What the exercise asks:
In the entries below, find the line containing "pub fn recursive_description(mut" and the line containing "logging regardless of". Copy those two lines and everything between them exactly, and only that.

Records shown:
--- START ---

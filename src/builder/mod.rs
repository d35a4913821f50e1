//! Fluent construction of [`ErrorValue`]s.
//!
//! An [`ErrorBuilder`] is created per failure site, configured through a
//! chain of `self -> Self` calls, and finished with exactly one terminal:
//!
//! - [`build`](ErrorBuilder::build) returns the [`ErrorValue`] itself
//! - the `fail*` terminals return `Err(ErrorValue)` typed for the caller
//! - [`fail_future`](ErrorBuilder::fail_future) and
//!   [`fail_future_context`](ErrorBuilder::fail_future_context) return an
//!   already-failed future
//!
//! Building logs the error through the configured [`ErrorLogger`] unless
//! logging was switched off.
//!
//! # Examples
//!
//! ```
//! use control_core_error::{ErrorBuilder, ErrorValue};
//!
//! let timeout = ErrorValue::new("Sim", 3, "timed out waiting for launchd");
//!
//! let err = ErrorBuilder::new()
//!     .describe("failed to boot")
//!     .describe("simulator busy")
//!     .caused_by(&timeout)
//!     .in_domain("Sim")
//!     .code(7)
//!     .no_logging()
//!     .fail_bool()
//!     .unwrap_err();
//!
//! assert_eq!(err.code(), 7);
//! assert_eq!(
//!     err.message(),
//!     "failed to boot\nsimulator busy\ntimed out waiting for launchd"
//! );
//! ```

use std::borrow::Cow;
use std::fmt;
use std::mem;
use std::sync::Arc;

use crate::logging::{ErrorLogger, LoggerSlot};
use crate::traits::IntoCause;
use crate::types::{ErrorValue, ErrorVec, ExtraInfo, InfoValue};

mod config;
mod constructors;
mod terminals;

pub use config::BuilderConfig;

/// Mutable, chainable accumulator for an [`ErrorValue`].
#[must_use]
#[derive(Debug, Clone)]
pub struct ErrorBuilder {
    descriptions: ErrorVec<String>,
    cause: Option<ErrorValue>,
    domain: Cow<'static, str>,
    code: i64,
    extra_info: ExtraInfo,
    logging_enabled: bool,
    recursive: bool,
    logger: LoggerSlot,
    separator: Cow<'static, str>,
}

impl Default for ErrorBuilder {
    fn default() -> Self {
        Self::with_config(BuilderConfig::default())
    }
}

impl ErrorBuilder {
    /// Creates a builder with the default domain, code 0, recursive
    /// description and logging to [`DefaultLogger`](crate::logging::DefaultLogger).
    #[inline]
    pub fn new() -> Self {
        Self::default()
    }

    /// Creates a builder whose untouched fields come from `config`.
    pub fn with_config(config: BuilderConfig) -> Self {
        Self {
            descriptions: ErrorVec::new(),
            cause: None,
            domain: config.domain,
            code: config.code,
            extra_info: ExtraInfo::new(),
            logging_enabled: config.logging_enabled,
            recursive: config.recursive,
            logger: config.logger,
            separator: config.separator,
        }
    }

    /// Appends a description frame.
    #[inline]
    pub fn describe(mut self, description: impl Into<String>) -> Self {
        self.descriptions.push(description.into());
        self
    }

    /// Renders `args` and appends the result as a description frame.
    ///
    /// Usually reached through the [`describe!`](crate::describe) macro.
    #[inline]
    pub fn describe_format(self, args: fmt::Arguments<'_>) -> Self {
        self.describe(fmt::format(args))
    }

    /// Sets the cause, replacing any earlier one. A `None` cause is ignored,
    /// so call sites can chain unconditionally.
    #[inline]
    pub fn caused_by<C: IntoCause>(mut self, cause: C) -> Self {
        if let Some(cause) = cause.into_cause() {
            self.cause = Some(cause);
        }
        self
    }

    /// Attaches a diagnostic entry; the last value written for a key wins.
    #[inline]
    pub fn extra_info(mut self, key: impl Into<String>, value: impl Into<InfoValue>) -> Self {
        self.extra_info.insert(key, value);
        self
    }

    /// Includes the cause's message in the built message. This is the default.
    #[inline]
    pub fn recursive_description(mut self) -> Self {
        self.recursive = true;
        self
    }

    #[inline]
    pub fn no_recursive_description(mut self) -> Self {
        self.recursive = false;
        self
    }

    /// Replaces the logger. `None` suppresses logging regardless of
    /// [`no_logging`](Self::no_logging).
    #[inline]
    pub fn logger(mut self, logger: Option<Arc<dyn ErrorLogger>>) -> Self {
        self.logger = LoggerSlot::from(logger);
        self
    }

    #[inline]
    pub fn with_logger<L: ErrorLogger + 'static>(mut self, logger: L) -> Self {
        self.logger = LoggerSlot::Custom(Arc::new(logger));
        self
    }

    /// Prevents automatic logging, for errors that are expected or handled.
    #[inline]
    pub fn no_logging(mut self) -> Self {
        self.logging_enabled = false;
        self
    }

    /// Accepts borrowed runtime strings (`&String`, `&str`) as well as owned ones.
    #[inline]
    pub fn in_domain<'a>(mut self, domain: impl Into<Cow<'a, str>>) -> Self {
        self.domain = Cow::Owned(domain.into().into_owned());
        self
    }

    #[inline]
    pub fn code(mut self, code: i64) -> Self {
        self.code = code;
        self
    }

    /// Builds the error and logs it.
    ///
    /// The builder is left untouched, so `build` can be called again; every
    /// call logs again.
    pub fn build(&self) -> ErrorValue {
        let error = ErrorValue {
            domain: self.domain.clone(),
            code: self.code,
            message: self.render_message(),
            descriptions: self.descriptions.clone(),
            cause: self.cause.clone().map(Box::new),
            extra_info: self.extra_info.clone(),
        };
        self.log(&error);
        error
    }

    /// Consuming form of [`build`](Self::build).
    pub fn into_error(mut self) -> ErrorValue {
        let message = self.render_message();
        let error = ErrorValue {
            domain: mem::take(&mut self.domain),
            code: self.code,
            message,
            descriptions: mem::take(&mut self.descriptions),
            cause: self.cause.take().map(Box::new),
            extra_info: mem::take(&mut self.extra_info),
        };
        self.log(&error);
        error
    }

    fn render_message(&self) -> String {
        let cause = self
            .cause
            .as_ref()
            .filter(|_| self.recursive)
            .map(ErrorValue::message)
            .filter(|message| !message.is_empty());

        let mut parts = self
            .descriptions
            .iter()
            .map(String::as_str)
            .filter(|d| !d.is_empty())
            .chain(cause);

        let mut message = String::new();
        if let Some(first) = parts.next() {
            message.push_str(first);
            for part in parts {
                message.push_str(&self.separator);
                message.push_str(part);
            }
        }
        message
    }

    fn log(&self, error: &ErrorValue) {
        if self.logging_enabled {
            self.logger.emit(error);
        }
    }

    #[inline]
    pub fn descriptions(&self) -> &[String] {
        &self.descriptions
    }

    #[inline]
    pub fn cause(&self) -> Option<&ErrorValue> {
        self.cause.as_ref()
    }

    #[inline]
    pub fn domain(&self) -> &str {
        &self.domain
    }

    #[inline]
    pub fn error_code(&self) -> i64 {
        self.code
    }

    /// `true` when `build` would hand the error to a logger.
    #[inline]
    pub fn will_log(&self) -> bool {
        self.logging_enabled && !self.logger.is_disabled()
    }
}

--- END ---
--- START ---

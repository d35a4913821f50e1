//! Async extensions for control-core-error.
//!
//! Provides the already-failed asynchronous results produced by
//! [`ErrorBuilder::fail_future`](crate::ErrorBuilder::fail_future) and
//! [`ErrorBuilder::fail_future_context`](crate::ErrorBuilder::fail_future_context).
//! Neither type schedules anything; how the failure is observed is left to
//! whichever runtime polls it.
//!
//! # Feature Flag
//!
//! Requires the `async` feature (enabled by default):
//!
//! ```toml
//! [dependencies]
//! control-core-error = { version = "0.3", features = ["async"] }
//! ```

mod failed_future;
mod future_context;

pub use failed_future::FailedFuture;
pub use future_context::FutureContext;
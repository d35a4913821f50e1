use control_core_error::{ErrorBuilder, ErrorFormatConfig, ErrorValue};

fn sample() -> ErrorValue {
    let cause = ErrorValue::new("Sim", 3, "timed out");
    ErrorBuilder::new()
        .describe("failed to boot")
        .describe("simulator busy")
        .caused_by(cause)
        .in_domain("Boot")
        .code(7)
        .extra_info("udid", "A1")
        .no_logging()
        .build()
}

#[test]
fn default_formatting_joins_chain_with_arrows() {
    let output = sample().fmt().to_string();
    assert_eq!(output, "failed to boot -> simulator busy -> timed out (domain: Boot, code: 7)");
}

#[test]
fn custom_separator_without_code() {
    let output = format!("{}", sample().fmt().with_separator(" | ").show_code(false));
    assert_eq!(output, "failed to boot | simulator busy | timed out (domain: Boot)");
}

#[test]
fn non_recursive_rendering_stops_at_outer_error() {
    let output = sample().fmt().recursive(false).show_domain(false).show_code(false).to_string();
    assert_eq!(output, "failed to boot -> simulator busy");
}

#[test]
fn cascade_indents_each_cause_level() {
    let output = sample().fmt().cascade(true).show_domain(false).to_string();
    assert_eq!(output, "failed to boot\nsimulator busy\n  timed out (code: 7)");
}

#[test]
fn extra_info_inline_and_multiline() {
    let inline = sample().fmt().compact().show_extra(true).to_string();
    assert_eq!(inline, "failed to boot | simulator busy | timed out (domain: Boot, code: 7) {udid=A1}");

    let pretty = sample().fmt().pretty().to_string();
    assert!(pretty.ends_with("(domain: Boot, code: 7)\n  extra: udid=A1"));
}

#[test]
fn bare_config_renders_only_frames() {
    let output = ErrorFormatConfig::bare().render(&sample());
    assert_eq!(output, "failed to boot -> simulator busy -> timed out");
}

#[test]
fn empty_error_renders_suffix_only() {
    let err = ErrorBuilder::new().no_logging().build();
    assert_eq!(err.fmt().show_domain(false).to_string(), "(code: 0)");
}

--- END ---

Reply:
    pub fn recursive_description(mut self) -> Self {
        self.recursive = true;
        self
    }

    #[inline]
    pub fn no_recursive_description(mut self) -> Self {
        self.recursive = false;
        self
    }

    /// Replaces the logger. `None` suppresses logging regardless of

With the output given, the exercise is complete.